Ne vous méprenez pas, je ne parle bien évidemment pas de Battleship ou de Hancock mais du Royaume sorti en 2007. Dans celui-ci déjà se trouvait une composante très surprenante venant de Peter Berg et qui va continuer de prendre forme dans Du Sang et des Larmes. Par un montage alterné clôturant le premier film cité, le metteur en scène instaurait le doute chez le spectateur quant à la notion de manichéisme qu'il semblait avoir défini dès le début. En suggérant un rapprochement entre les actions des américains et ceux des islamistes radicaux, Berg jetait dans le même panier les deux camps, chacun nourrit par une haine de l'autre si puissante que la bêtise prenait le dessus sur la sagesse. Ainsi, il ne donnait ni raison aux islamistes radicaux (normal me direz-vous...) mais encore moins aux américains.


Toujours par le même procédé, Peter Berg campe sur ses positions dans Du Sang et des Larmes, mais cette fois-ci n'attend pas la fin pour nous le faire savoir. Dès la séquence du debriefing des militaires quant à la mission à accomplir, le réalisateur texan opère son parallèle en confrontant les regards des soldats prêt à en découdre à ceux des talibans prêt à agir de la même manière jusqu'aux derniers plans de la scène, son aboutissement, où Shah décapite un soi-disant traître alors qu'au même moment un soldat renie par un signe de tête les engagements de l'armée américaine à respecter les droits de la communauté internationale.


Bien que rendant hommage à ces Navy SEALS, Peter Berg ne fait jamais l'erreur de glorifier leur comportement ou leurs idées légèrement borderlines dont Matt Axelson en reste le meilleur représentant.

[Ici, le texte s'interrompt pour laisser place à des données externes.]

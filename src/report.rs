//! Numeric payloads handed to renderers.
//!
//! Nothing here knows about charts. Each report is plain data serialized to
//! JSON: monthly series for bar charts, minute grids plus a noon line for
//! carpet plots, and yearly totals for comparison tables.

use serde::Serialize;

use crate::clock::{ClockSettings, ClockVariant, TableVariants};
use crate::constants::MONTHS_PER_YEAR;
use crate::engine::{Carpet, DaylightAverages, InstantCounts};
use crate::table::EventTable;

/// Where and when a report applies.
#[derive(Debug, Clone, Serialize)]
pub struct ReportHeader {
    pub place: String,
    pub location_name: String,
    pub year: i32,
}

/// Sunlight and twilight per month for one clock.
#[derive(Debug, Clone, Serialize)]
pub struct MonthlyReport {
    pub clock: String,
    pub label: String,
    pub sunlight: [f64; MONTHS_PER_YEAR],
    pub twilight: [f64; MONTHS_PER_YEAR],
    pub total_sunlight: f64,
    pub total_twilight: f64,
}

impl MonthlyReport {
    /// Average hours per month; totals are hours over the whole year.
    pub fn from_averages(
        variant: ClockVariant,
        label: String,
        averages: &DaylightAverages,
        month_lengths: &[u32; MONTHS_PER_YEAR],
    ) -> Self {
        Self {
            clock: variant.to_string(),
            label,
            sunlight: *averages.sunlight.values(),
            twilight: *averages.twilight.values(),
            total_sunlight: averages.sunlight.weighted_total(month_lengths),
            total_twilight: averages.twilight.weighted_total(month_lengths),
        }
    }

    /// Day counts per month; totals are days over the whole year.
    pub fn from_counts(variant: ClockVariant, label: String, counts: &InstantCounts) -> Self {
        Self {
            clock: variant.to_string(),
            label,
            sunlight: *counts.sunlit.values(),
            twilight: *counts.twilight.values(),
            total_sunlight: counts.sunlit.total(),
            total_twilight: counts.twilight.total(),
        }
    }

    pub fn total_light(&self) -> f64 {
        self.total_sunlight + self.total_twilight
    }
}

/// Window averages for all three clocks.
#[derive(Debug, Clone, Serialize)]
pub struct HoursReport {
    #[serde(flatten)]
    pub header: ReportHeader,
    pub wake: String,
    pub sleep: String,
    pub awake_hours: f64,
    /// Axis labels for the monthly series.
    pub months: [&'static str; MONTHS_PER_YEAR],
    pub clocks: Vec<MonthlyReport>,
}

/// Instant day counts for all three clocks.
#[derive(Debug, Clone, Serialize)]
pub struct MorningsReport {
    #[serde(flatten)]
    pub header: ReportHeader,
    pub time: String,
    pub months: [&'static str; MONTHS_PER_YEAR],
    pub clocks: Vec<MonthlyReport>,
}

/// One carpet as rows of minute codes plus that clock's noon line.
#[derive(Debug, Clone, Serialize)]
pub struct CarpetReport {
    pub clock: String,
    pub label: String,
    /// 1440 rows, one column per day; 0 night, 1 twilight, 2 daylight.
    pub rows: Vec<Vec<u8>>,
    /// Solar noon per day in minutes from midnight on this clock.
    pub noon: Vec<Option<f64>>,
    pub minutes_of_night: usize,
    pub minutes_of_twilight: usize,
    pub minutes_of_daylight: usize,
}

impl CarpetReport {
    pub fn new(variant: ClockVariant, label: String, carpet: &Carpet, table: &EventTable) -> Self {
        let [night, twilight, daylight] = carpet.minute_totals();
        Self {
            clock: variant.to_string(),
            label,
            rows: carpet.rows(),
            noon: table.noon_minutes(),
            minutes_of_night: night,
            minutes_of_twilight: twilight,
            minutes_of_daylight: daylight,
        }
    }
}

/// Carpets for all three clocks, with the wake/sleep lines to draw over them.
#[derive(Debug, Clone, Serialize)]
pub struct CarpetSet {
    #[serde(flatten)]
    pub header: ReportHeader,
    pub wake_minute: i64,
    pub sleep_minute: i64,
    pub unresolved_boundaries: usize,
    pub clocks: Vec<CarpetReport>,
}

/// Yearly totals of one comparison, one value per clock in UTC/local/DST order.
#[derive(Debug, Clone, Serialize)]
pub struct SweepRow {
    pub from_hour: u32,
    pub to_hour: Option<u32>,
    pub totals: [f64; 3],
}

/// Wake-time sweep: mornings, waking hours and hours after work.
#[derive(Debug, Clone, Serialize)]
pub struct SweepReport {
    #[serde(flatten)]
    pub header: ReportHeader,
    pub labels: [String; 3],
    pub sunny_mornings: Vec<SweepRow>,
    pub bright_waking_hours: Vec<SweepRow>,
    pub daylight_after_work: Vec<SweepRow>,
}

impl SweepReport {
    /// Text tables with UTC values and the other clocks as differences from UTC.
    pub fn render_text(&self) -> String {
        let mut out = String::new();
        for (title, rows) in [
            ("Sunny mornings", &self.sunny_mornings),
            ("Bright waking hours", &self.bright_waking_hours),
            ("Daylight after work", &self.daylight_after_work),
        ] {
            out.push_str(&format!("\n{title}:\n"));
            out.push_str(&render_comparison(&self.labels, rows));
        }
        out
    }
}

fn render_comparison(labels: &[String; 3], rows: &[SweepRow]) -> String {
    let hours: Vec<String> = rows
        .iter()
        .map(|r| match r.to_hour {
            Some(to) => format!("{:02}-{:02}", r.from_hour, to),
            None => format!("{:02}", r.from_hour),
        })
        .collect();
    let mut out = format!("hours, {}\n", hours.join(", "));

    let utc: Vec<String> = rows
        .iter()
        .map(|r| format!("{}", r.totals[0].round() as i64))
        .collect();
    out.push_str(&format!("{}, {}\n", labels[0], utc.join(", ")));

    for clock in 1..3 {
        let diffs: Vec<String> = rows
            .iter()
            .map(|r| format!("{:+}", (r.totals[clock] - r.totals[0]).round() as i64))
            .collect();
        out.push_str(&format!("{}, {}\n", labels[clock], diffs.join(", ")));
    }
    out
}

/// Window averages for each clock variant.
pub fn monthly_hours(
    settings: &ClockSettings,
    tables: &TableVariants,
    averages: impl Fn(&EventTable) -> DaylightAverages,
) -> Vec<MonthlyReport> {
    ClockVariant::ALL
        .iter()
        .map(|&variant| {
            let table = tables.get(variant);
            MonthlyReport::from_averages(
                variant,
                settings.label(variant),
                &averages(table),
                &table.month_lengths(),
            )
        })
        .collect()
}

/// Instant counts for each clock variant.
pub fn monthly_counts(
    settings: &ClockSettings,
    tables: &TableVariants,
    counts: impl Fn(&EventTable) -> InstantCounts,
) -> Vec<MonthlyReport> {
    ClockVariant::ALL
        .iter()
        .map(|&variant| {
            MonthlyReport::from_counts(variant, settings.label(variant), &counts(tables.get(variant)))
        })
        .collect()
}
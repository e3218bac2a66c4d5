//! Implementation of the sweep command.
//!
//! Compares the three clocks over a range of wake-up hours. For each hour it
//! totals, over the year, the days that are light on waking, the light hours
//! while awake, and the light hours between the end of work and bed time.

use anyhow::Result;

use super::Session;
use crate::args::GlobalOptions;
use crate::clock::{ClockSettings, TableVariants};
use crate::constants::*;
use crate::engine::{Window, average_in_window, classify_instant};
use crate::report::{MonthlyReport, SweepReport, SweepRow, monthly_counts, monthly_hours};

/// Handle the sweep command.
pub fn handle_sweep_command(options: &GlobalOptions) -> Result<()> {
    log_version!();

    let session = Session::open(options)?;
    let tables = session.clock.tables(&session.table);

    log_block_start!(
        "Sweeping wake hours {:02} to {:02}",
        SWEEP_WAKE_HOURS.start(),
        SWEEP_WAKE_HOURS.end()
    );

    let mut sunny_mornings = Vec::new();
    let mut bright_waking_hours = Vec::new();
    let mut daylight_after_work = Vec::new();

    for wake in SWEEP_WAKE_HOURS {
        let sleep = (wake + SWEEP_AWAKE_HOURS) % 24;
        let work_end = (wake + SWEEP_WORK_START_OFFSET) % 24;
        let home = (wake + SWEEP_WORK_END_OFFSET) % 24;

        let mornings = monthly_counts(&session.clock, &tables, |table| {
            classify_instant(table, hour_seconds(wake))
        });
        sunny_mornings.push(row(wake, None, &mornings));

        let awake = window_totals(&session.clock, &tables, wake, sleep)?;
        bright_waking_hours.push(row(wake, Some(sleep), &awake));

        let evening = window_totals(&session.clock, &tables, work_end, home)?;
        daylight_after_work.push(row(work_end, Some(home), &evening));

        if session.debug_enabled {
            log_debug!(
                "Wake {:02}: {:.0} light days, {:.0} h awake, {:.0} h after work (UTC)",
                wake,
                mornings[0].total_light(),
                awake[0].total_light(),
                evening[0].total_light()
            );
        }
    }

    let report = SweepReport {
        header: session.header(),
        labels: [
            session.clock.label(crate::clock::ClockVariant::Utc),
            session.clock.label(crate::clock::ClockVariant::Local),
            session.clock.label(crate::clock::ClockVariant::Dst),
        ],
        sunny_mornings,
        bright_waking_hours,
        daylight_after_work,
    };

    for line in report.render_text().lines().filter(|l| !l.is_empty()) {
        log_indented!("{}", line);
    }
    super::write_report(&report, options.output.as_deref())?;

    log_end!();
    Ok(())
}

fn hour_seconds(hour: u32) -> i64 {
    i64::from(hour) * SECONDS_PER_HOUR
}

fn window_totals(
    clock: &ClockSettings,
    tables: &TableVariants,
    from_hour: u32,
    to_hour: u32,
) -> Result<Vec<MonthlyReport>> {
    let window = Window::from_wake_sleep(hour_seconds(from_hour), hour_seconds(to_hour))?;
    Ok(monthly_hours(clock, tables, |table| {
        average_in_window(table, window)
    }))
}

/// Sunlight plus twilight over the year, one value per clock.
fn row(from_hour: u32, to_hour: Option<u32>, clocks: &[MonthlyReport]) -> SweepRow {
    let mut totals = [0.0; 3];
    for (total, clock) in totals.iter_mut().zip(clocks) {
        *total = clock.total_light();
    }
    SweepRow {
        from_hour,
        to_hour,
        totals,
    }
}

/// Display detailed help for the sweep command (help subcommand)
pub fn display_help() {
    log_version!();
    log_block_start!("sweep - Yearly light totals across wake-up hours");
    log_block_start!("Usage: daylight sweep");
    log_block_start!("Description:");
    log_indented!(
        "For each wake-up hour from {:02} to {:02}, totals over the year:",
        SWEEP_WAKE_HOURS.start(),
        SWEEP_WAKE_HOURS.end()
    );
    log_pipe!();
    log_indented!("- Sunny mornings: days with light at the wake-up hour");
    log_indented!(
        "- Bright waking hours: light hours while awake ({} hours)",
        SWEEP_AWAKE_HOURS
    );
    log_indented!(
        "- Daylight after work: light hours from {} to {} hours after waking",
        SWEEP_WORK_START_OFFSET,
        SWEEP_WORK_END_OFFSET
    );
    log_pipe!();
    log_indented!("UTC values are absolute; the local clocks are shown as the");
    log_indented!("difference from UTC. Light means sunlight plus twilight.");
    log_block_start!("Examples:");
    log_indented!("daylight sweep -o sweep.json");
    log_end!();
}

#[cfg(test)]
mod tests {
    use super::*;
    use crate::table::test_support::*;

    #[test]
    fn test_row_sums_light_per_clock() {
        let table = uniform_table(2018, ordinary_events());
        let clock = ClockSettings::new(-3600, None);
        let tables = clock.tables(&table);

        let totals = window_totals(&clock, &tables, 7, 23).unwrap();
        let sweep_row = row(7, Some(23), &totals);

        // 06:00-18:30 light on UTC: 11.5 h inside 07-23.
        assert!((sweep_row.totals[0] - 11.5 * 365.0).abs() < 1e-6);
        // One hour earlier on the local clock: 05:00-17:30, 10.5 h inside.
        assert!((sweep_row.totals[1] - 10.5 * 365.0).abs() < 1e-6);
        assert_eq!(sweep_row.totals[1], sweep_row.totals[2]);
    }

    #[test]
    fn test_evening_window_wraps_midnight() {
        let table = uniform_table(2018, ordinary_events());
        let clock = ClockSettings::utc();
        let tables = clock.tables(&table);

        // Wake at 11: work ends 20:00, bed at 02:00. No light after 18:30.
        let totals = window_totals(&clock, &tables, 20, 2).unwrap();
        assert_eq!(row(20, Some(2), &totals).totals, [0.0; 3]);
    }
}
//! JSON cache for computed event tables.
//!
//! A table is expensive enough to compute (or, historically, to download) that
//! it is kept between runs in `<data_dir>/<place><year>.json`. Readers take a
//! shared lock and writers an exclusive lock on a sibling `.lock` file, and
//! writes go through a temporary file that is persisted over the target so
//! that a crash never leaves a half-written table behind.

use anyhow::{Context, Result};
use fs2::FileExt;
use serde::{Deserialize, Serialize};
use std::fs::{self, File, OpenOptions};
use std::io::{BufReader, BufWriter, Write};
use std::path::{Path, PathBuf};

use super::{DayRecord, EventTable};

/// On-disk layout of a cached table.
#[derive(Debug, Serialize, Deserialize)]
struct StoredTable {
    year: i32,
    days: Vec<DayRecord>,
}

/// Path of the cache file for a place and year.
pub fn cache_path(data_dir: &Path, place: &str, year: i32) -> PathBuf {
    data_dir.join(format!("{place}{year}.json"))
}

fn lock_path(path: &Path) -> PathBuf {
    let mut name = path.file_name().unwrap_or_default().to_os_string();
    name.push(".lock");
    path.with_file_name(name)
}

fn open_lock(path: &Path) -> Result<File> {
    let lock = lock_path(path);
    OpenOptions::new()
        .write(true)
        .create(true)
        .truncate(false)
        .open(&lock)
        .with_context(|| format!("Failed to open lock file {}", lock.display()))
}

/// Write a table to `path`, replacing any existing file atomically.
pub fn save(table: &EventTable, path: &Path) -> Result<()> {
    let dir = path
        .parent()
        .filter(|p| !p.as_os_str().is_empty())
        .unwrap_or_else(|| Path::new("."));
    fs::create_dir_all(dir)
        .with_context(|| format!("Failed to create data directory {}", dir.display()))?;

    let lock = open_lock(path)?;
    lock.lock_exclusive()
        .with_context(|| format!("Failed to lock {}", path.display()))?;

    let stored = StoredTable {
        year: table.year(),
        days: table.days().to_vec(),
    };

    let mut temp = tempfile::NamedTempFile::new_in(dir)
        .with_context(|| format!("Failed to create temporary file in {}", dir.display()))?;
    {
        let mut writer = BufWriter::new(temp.as_file_mut());
        serde_json::to_writer_pretty(&mut writer, &stored)
            .context("Failed to serialize event table")?;
        writer.flush()?;
    }
    temp.persist(path)
        .with_context(|| format!("Failed to write {}", path.display()))?;

    FileExt::unlock(&lock)?;
    Ok(())
}

/// Read and re-validate a table previously written by [`save`].
pub fn load(path: &Path) -> Result<EventTable> {
    let lock = open_lock(path)?;
    lock.lock_shared()
        .with_context(|| format!("Failed to lock {}", path.display()))?;

    let file =
        File::open(path).with_context(|| format!("Failed to open {}", path.display()))?;
    let stored: StoredTable = serde_json::from_reader(BufReader::new(file))
        .with_context(|| format!("Failed to parse event table {}", path.display()))?;

    FileExt::unlock(&lock)?;

    let table = EventTable::new(stored.days)
        .with_context(|| format!("Cached table {} is unusable", path.display()))?;

    if table.year() != stored.year {
        anyhow::bail!(
            "Cached table {} claims year {} but its records are from {}",
            path.display(),
            stored.year,
            table.year()
        );
    }

    Ok(table)
}

/// Load the table if a cache file exists, `None` otherwise.
pub fn load_if_present(path: &Path) -> Result<Option<EventTable>> {
    if !path.exists() {
        return Ok(None);
    }
    load(path).map(Some)
}

#[cfg(test)]
mod tests {
    use super::*;
    use crate::error::{DaylightError, TableDefect};
    use crate::table::Event;
    use crate::table::test_support::*;
    use tempfile::tempdir;

    #[test]
    fn test_cache_path_uses_place_and_year() {
        let path = cache_path(Path::new("/data"), "RVK", 2018);
        assert_eq!(path, PathBuf::from("/data/RVK2018.json"));
        assert_eq!(lock_path(&path), PathBuf::from("/data/RVK2018.json.lock"));
    }

    #[test]
    fn test_save_then_load_preserves_sentinels() {
        let dir = tempdir().unwrap();
        let path = cache_path(dir.path(), "TOS", 2020);
        let table = table_from_fn(2020, |i, _| {
            if i < 30 {
                polar_day_events()
            } else {
                ordinary_events()
            }
        });

        save(&table, &path).unwrap();
        let loaded = load(&path).unwrap();

        assert_eq!(loaded, table);
        assert_eq!(loaded.days()[0].sunset, Event::NeverOccurs);
        assert_eq!(loaded.days()[30].sunset, Event::Occurs(18 * 3600));
    }

    #[test]
    fn test_numeric_sentinels_in_file_are_understood() {
        let dir = tempdir().unwrap();
        let path = cache_path(dir.path(), "X", 2018);
        let table = uniform_table(2018, ordinary_events());
        save(&table, &path).unwrap();

        let text = fs::read_to_string(&path).unwrap();
        let patched = text.replacen("\"sunset\": 64800", "\"sunset\": -1500000000", 1);
        assert_ne!(text, patched);
        fs::write(&path, patched).unwrap();

        let loaded = load(&path).unwrap();
        assert_eq!(loaded.days()[0].sunset, Event::NeverOccurs);
        assert_eq!(loaded.days()[1].sunset, Event::Occurs(64_800));
    }

    #[test]
    fn test_truncated_cache_is_rejected() {
        let dir = tempdir().unwrap();
        let path = cache_path(dir.path(), "X", 2018);
        let stored = StoredTable {
            year: 2018,
            days: uniform_table(2018, ordinary_events()).days()[..100].to_vec(),
        };
        fs::write(&path, serde_json::to_string(&stored).unwrap()).unwrap();

        let err = load(&path).unwrap_err();
        let defect = err.downcast_ref::<DaylightError>().unwrap();
        assert!(matches!(
            defect,
            DaylightError::MalformedTable(TableDefect::WrongRecordCount { found: 100, .. })
        ));
    }

    #[test]
    fn test_missing_field_is_a_parse_error() {
        let dir = tempdir().unwrap();
        let path = dir.path().join("broken.json");
        fs::write(
            &path,
            r#"{"year": 2018, "days": [{"date": "2018-01-01", "sunrise": 1}]}"#,
        )
        .unwrap();

        let err = load(&path).unwrap_err();
        assert!(err.to_string().contains("Failed to parse event table"));
    }

    #[test]
    fn test_load_if_present() {
        let dir = tempdir().unwrap();
        let path = cache_path(dir.path(), "RVK", 2018);
        assert!(load_if_present(&path).unwrap().is_none());

        save(&uniform_table(2018, ordinary_events()), &path).unwrap();
        assert!(load_if_present(&path).unwrap().is_some());
    }
}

Il se contente de poser un regard neutre sur ces machines à tuer quitte à en révéler les pires travers. Ainsi « Axe » nous est décrit comme un patriote extrême tandis que Mike Murphy représente la droiture et la raison. Il est donc nécessaire de ne pas faire l'amalgame entre les prises de positions des personnages et celles du film (ça en ferait une œuvre schizo dans le cas contraire).
Un amalgame, le long-métrage se permet même d'en casser un lors du dernier tiers du film, nouvelle preuve de son intelligence et capacité à surprendre son spectateur en lui proposant plus qu'un simple spectacle réaliste et viscéral.


Car il est impossible d'évoquer et de défendre Du Sang et des Larmes en omettant sa deuxième heure éprouvante. Peter Berg, alors semblable à un Neill Blomkamp, se fascine pour la dégradation progressive du corps humain et de ses limites physiques. A ce titre, le générique de début, bien qu'extrêmement maladroit dans sa démarche, n'est pas plus un objet de propagande qu'un avertissement quant à ce qui va suivre, justifiant le caractère surhumain de ces hommes plusieurs fois touchés par balle sans compter les différentes blessures engendrées par des chutes. En s'appuyant sur une histoire vraie, Peter Berg a l'occasion de filmer la résistance du corps humain, sa mise à mal tout en s'inscrivant dans un registre réaliste. A mesure que nos quatre soldats s'enfoncent dans les montagnes afghanes, leurs visages se transforment, le sang recouvre peu à peu leurs figures, marquées par les stigmates du combat. La violence de cet affrontement se lit sur ces corps mutilés et défigurés que ne manquent pas de capter le réalisateur à travers de nombreux gros plans. Comme à ces Navy SEALS, rien ne nous est épargné, y compris les filets de sang et de baves crachés par nos soldats peinant à retrouver leur respiration.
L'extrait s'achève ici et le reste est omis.